Opibus: Currently operating under the Roam brand, was a pioneer in the field and concentrated on creating and producing electric motorbikes as well as converting commercial vehicles, such as buses and light trucks, to electric drivetrains. They played a key role in demonstrating could be used commercially in Kenya.
Spiro: is a leading manufacturer of e-motorbikes, renowned for its vast battery-swapping network, which enables users to swiftly swap out their used batteries for fully charged ones and for boda-boda drivers, this removes range concern and length
Roam: With a strong emphasis on local design and assembly for African conditions, this Kenyan-Swedish company designs and develops electric buses and motorcycles, such as the Roam Air whose goal is to offer affordable, eco-friendly transportation options.

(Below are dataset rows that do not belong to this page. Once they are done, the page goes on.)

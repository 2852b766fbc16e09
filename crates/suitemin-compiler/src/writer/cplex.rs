//! CPLEX LP format.
//!
//! Objective tokens and binary declarations are emitted at most
//! [`TOKENS_PER_LINE`] per line; CPLEX rejects overlong lines.

use std::fmt::Write as _;

use suitemin_ir::types::OutputFormat;

use super::{batched_lines, linear_objective, Artifact, ModelWriter, WriteError};
use crate::model::{Constraint, Model, Rhs};
use crate::number::{format_coeff, format_number};

pub const TOKENS_PER_LINE: usize = 500;

pub struct CplexLpWriter;

impl ModelWriter for CplexLpWriter {
    fn format(&self) -> OutputFormat {
        OutputFormat::CplexLp
    }

    fn write(&self, model: &Model) -> Result<Vec<Artifact>, WriteError> {
        let table = linear_objective(model, self.format())?;
        let mut out = String::new();

        let _ = write!(out, "{}\n\n", model.direction.long_keyword());
        let tokens: Vec<String> = table
            .iter()
            .filter(|(_, c)| *c != 0.0)
            .map(|(var, c)| {
                let coeff = format_coeff(c);
                if coeff.starts_with('-') {
                    format!("{coeff} {var}")
                } else {
                    format!("+{coeff} {var}")
                }
            })
            .collect();
        if tokens.is_empty() {
            out.push('\n');
        }
        for line in batched_lines(&tokens, TOKENS_PER_LINE) {
            let _ = writeln!(out, "{line}");
        }
        out.push('\n');

        out.push_str("subject to\n\n");
        for constraint in &model.constraints {
            let _ = writeln!(out, "{}", render_constraint(constraint));
        }
        out.push('\n');

        out.push_str("binary\n\n");
        let names: Vec<String> = model
            .tests
            .iter()
            .map(|t| t.to_string())
            .chain(model.aux_vars().into_iter().map(|v| v.to_string()))
            .collect();
        for line in batched_lines(&names, TOKENS_PER_LINE) {
            let _ = writeln!(out, "{line}");
        }
        out.push_str("\nend");

        Ok(vec![Artifact::new(format!("{}.cplex.lp", model.name), out)])
    }
}

/// Non-negative integer bounds stay on the right; anything else moves left
/// so the row reads `lhs-rhs<op>0`.
fn render_constraint(constraint: &Constraint) -> String {
    let lhs = constraint.lhs.render(" ");
    let op = constraint.op;
    match &constraint.rhs {
        Rhs::Constant(c) if *c >= 0.0 && c.fract() == 0.0 => {
            format!("{lhs}{op}{}", format_number(*c))
        }
        Rhs::Constant(c) if *c < 0.0 => format!("{lhs}+{}{op}0", format_number(-*c)),
        Rhs::Constant(c) => format!("{lhs}-{}{op}0", format_number(*c)),
        Rhs::Var(v) => format!("{lhs}-{v}{op}0"),
    }
}

#[cfg(test)]
mod tests {
    use super::*;
    use crate::model::{LinearExpr, Var};
    use suitemin_ir::types::Comparison;
    use suitemin_ir::TestId;

    fn lhs() -> LinearExpr {
        LinearExpr::sum_of([Var::Test(TestId::new("t1")), Var::Test(TestId::new("t2"))])
    }

    #[test]
    fn test_integer_rhs_stays_right() {
        let c = Constraint::new(lhs(), Comparison::Ge, Rhs::Constant(1.0));
        assert_eq!(render_constraint(&c), "t1+t2>=1");
    }

    #[test]
    fn test_fractional_rhs_moves_left() {
        let c = Constraint::new(lhs(), Comparison::Le, Rhs::Constant(2.5));
        assert_eq!(render_constraint(&c), "t1+t2-2.5<=0");
    }

    #[test]
    fn test_negative_rhs_moves_left_with_plus() {
        let c = Constraint::new(lhs(), Comparison::Ge, Rhs::Constant(-3.0));
        assert_eq!(render_constraint(&c), "t1+t2+3>=0");
    }

    #[test]
    fn test_variable_rhs_moves_left() {
        let c = Constraint::new(
            LinearExpr::sum_of([Var::Test(TestId::new("t1"))]),
            Comparison::Le,
            Rhs::Var(Var::Test(TestId::new("t9"))),
        );
        assert_eq!(render_constraint(&c), "t1-t9<=0");
    }
}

ARC Ride: They specialize in offering dependable, reasonably priced electric two- and three-wheelers, mostly for the ride-hailing and logistics industries. A Battery As A Service infrastructure with battery swap stations being constructed by ARC Ride.
How 25 Cargo is tapping into EV to make door to door delivery affordable.

At 25 Cargo, we have a laser sharp focus on making deliveries of parcels affordable to individuals and business. It’s due to this awakening that we are keen on researching around developing realistic models and partnering with other players in the field to infuse Electric Vehicles into our fleet. If you are keen enough, you are likely to find a 25 Cargo electric boda on the streets doing daily runs!